The glamorous life goes to Venice
We do the math. It will be way cheaper for us to have airport shuttle service than to leave our car. Cristina makes the arrangements. An SUV is ordered. Ding Dong. Car is here. What happened to the SUV. A white stretch limo has come to whisk us away.
The girls are thrilled. Driver has barely made it down the hill and we’re all shuffling around inside. Alysha and I are in the very back facing forward. We have to. The thing bounces around and rarely seems to go straight. Nausea sets in. Manage (barely) to make it to airport without losing it.
Check in. Drop off bags. Grab nosh and wait until everyone else is boarded before we sashay up. In our comfy cozy sweats. We don’t care. We’re not the Kardashians. We’re from Seattle and are going to be on planes for the next 14 hours.
Settle in and do the things that people do when cramped into ugly (Delta) plane with foam from seat backs poking through and looking at us. Try to watch movie on notebook paper size screen fifteen feet down the aisle. If you don’t have a good view (and who does), the screen is dark and blurry. Noelle’s ear phone jack doesn’t work. Give up. Cristina and Noelle are seated in front of Alysha and I. They recline which reminds me. Try to recline chair but nope. Turn around and look. Knees smooshed up right to the back of chair by smooshed up guy behind me. Poor fellow. Have mercy plus would do no good anyway as chair isn’t going anywhere except into large knees. Read entire book on kindle (love kindle). The girls are asleep. But it is only midnight so have at least another hour to go.
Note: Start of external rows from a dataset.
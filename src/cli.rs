use crate::config::{AppConfig, EnvSource};
use crate::model::AutomationId;
use crate::runner::{self, GlobalOptions};
use anyhow::{Context, Result};
use clap::{Args, Parser, Subcommand};
use std::path::PathBuf;
use std::time::Duration;

#[derive(Debug, Parser, Clone)]
#[command(
    name = "nexora",
    version,
    about = "Small-business automation demo: audit intake, automations and test runner"
)]
pub struct Cli {
    /// Project root containing public/, data/, logs/ and an optional .env
    #[arg(long, global = true, default_value = ".")]
    pub root: PathBuf,

    #[command(subcommand)]
    pub command: Command,
}

#[derive(Debug, Subcommand, Clone)]
pub enum Command {
    /// Serve the site, the audit API and the automation API
    Serve {
        /// Listen port (overrides PORT)
        #[arg(long)]
        port: Option<u16>,
    },
    /// Exercise automations directly or end to end and write Markdown reports
    RunTests(RunTestsArgs),
}

#[derive(Debug, Args, Clone)]
#[command(group = clap::ArgGroup::new("mode").multiple(false))]
pub struct RunTestsArgs {
    /// Repeat one automation until --times successes or the first failure
    #[arg(long, group = "mode", value_parser = parse_automation_id)]
    pub automation: Option<AutomationId>,

    /// Run the per-automation sequence for every automation (default)
    #[arg(long, group = "mode")]
    pub all: bool,

    /// Spawn the server and drive audit submissions and automations over HTTP
    #[arg(long, group = "mode")]
    pub global: bool,

    /// Required successes per automation (default 5), or global passes (default 3)
    #[arg(long)]
    pub times: Option<usize>,

    /// Port for the spawned server in --global mode
    #[arg(long, default_value_t = 4000)]
    pub port: u16,

    /// Wait after spawning the server before the first request
    #[arg(long, default_value = "2s")]
    pub startup_delay: humantime::Duration,
}

fn parse_automation_id(s: &str) -> Result<AutomationId, String> {
    s.parse::<AutomationId>().map_err(|_| {
        let known: Vec<&str> = AutomationId::ALL.iter().map(|id| id.as_str()).collect();
        format!("expected one of: {}", known.join(", "))
    })
}

/// Build the runtime configuration rooted at `--root`.
pub fn load_config(args: &Cli) -> Result<AppConfig> {
    let env = EnvSource::load(&args.root)?;
    Ok(AppConfig::from_env(&env, args.root.clone()))
}

pub async fn run(args: Cli) -> Result<()> {
    let mut config = load_config(&args)?;
    match args.command {
        Command::Serve { port } => {
            if let Some(port) = port {
                config.port = port;
            }
            crate::server::serve(config).await
        }
        Command::RunTests(opts) => run_tests(config, opts).await,
    }
}

async fn run_tests(config: AppConfig, opts: RunTestsArgs) -> Result<()> {
    if opts.global {
        let global = GlobalOptions {
            port: opts.port,
            times: opts.times.unwrap_or(3),
            startup_delay: Duration::from(opts.startup_delay),
            server_exe: std::env::current_exe().context("locate current executable")?,
        };
        let path = runner::run_global(&config, &global).await?;
        println!("Global test report written to {}", path.display());
        return Ok(());
    }

    let times = opts.times.unwrap_or(5);
    let outcomes = match opts.automation {
        Some(id) => {
            let registry = crate::automations::Registry::from_config(&config);
            tokio::task::spawn_blocking(move || {
                runner::run_automation_suite(&registry, id, times, &config.paths.reports_dir)
                    .map(|o| vec![o])
            })
            .await
            .context("automation test task failed")??
        }
        None => tokio::task::spawn_blocking(move || runner::run_all_suites(&config, times))
            .await
            .context("automation test task failed")??,
    };
    for o in &outcomes {
        let verdict = if o.failed { "FAILED" } else { "ok" };
        println!(
            "Finished tests for {} ({verdict}, {}/{} successful attempts). Report written to {}",
            o.automation,
            o.successes,
            o.attempts,
            o.report_path.display()
        );
    }
    Ok(())
}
Eventually fall asleep. Mouth more or less closed which is a plus. Flash. Giggle. Flash. Blasted kids have woken up. Are taking excrutiatingly horrid pictures of me that they will now facebook to the world. Brats. Ignore them. Fall back asleep. On and off until we arrive in Amsterdam.
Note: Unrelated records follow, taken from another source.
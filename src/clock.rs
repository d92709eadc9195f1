//! Timestamp formatting shared by the ledgers, run logs and reports.

use time::macros::format_description;
use time::OffsetDateTime;

/// ISO-8601 UTC with millisecond precision, e.g. `2026-01-02T03:04:05.678Z`.
pub fn iso_millis(at: OffsetDateTime) -> String {
    let fmt = format_description!(
        "[year]-[month]-[day]T[hour]:[minute]:[second].[subsecond digits:3]Z"
    );
    at.to_offset(time::UtcOffset::UTC)
        .format(&fmt)
        .unwrap_or_else(|_| at.unix_timestamp().to_string())
}

pub fn now_iso() -> String {
    iso_millis(OffsetDateTime::now_utc())
}

/// Sortable, filesystem-safe form of an [`iso_millis`] stamp.
pub fn file_safe(iso: &str) -> String {
    iso.replace([':', '.'], "-")
}

/// Whole milliseconds between two instants; negative if `end` precedes `start`.
pub fn millis_between(start: OffsetDateTime, end: OffsetDateTime) -> i64 {
    (end - start).whole_milliseconds() as i64
}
We trundle off plane. Good thing about sweats. They don’t wrinkle. Get onto next plane. Fall asleep again. More flashes and awful picture taking by tormentors. Arrive in Venice. Head to baggage claim. The airport is nice. Stand at carousel. And stand. And stand. Until realize – no bags.
We are the last hopeful (naïve) ones waiting for the luggage to come off. The rest (and there are quite a few) have already hustled to the lost baggage line. This means we are the last in line. Wait almost an hour. Fairly patiently. Nice lady tells us it may arrive tomorrow. She gives us little packages which turn out to be survival kits. We grumble out the door but snap out of it. It is pretty out! We’re on way to the water taxi! How cool is this! So what if everyone will know we are Americans from Seattle land of black and gray sweats.
Taxi takes a very long time. Alysha and I share a Dramamine. Hope I’ve brought enough of them. We look with interest at the people as they get on and off. A lady sits next to us. We check her out. Completely put together from the bottoms of her white, silver high heeled sandals and violent red painted toes – to the top of her perfectly highlighted, cut, curled and Sophia Loren sun-glassed head. She pulls out an Italian fashion magazine and ignores us.
We arrive at our destination and debark. One thing good about an airline losing luggage – don’t have to cart anything around. Tell the girls to go one direction. They ignore me and go the other. Which turns out to be the correct way. As we are walking across the famed St. Mark’s square, we are acutely conscious that we are the only ones in the entire place who look like we’ve been on a plane for 14 hours. And that we are going to be looking this way for at least another day.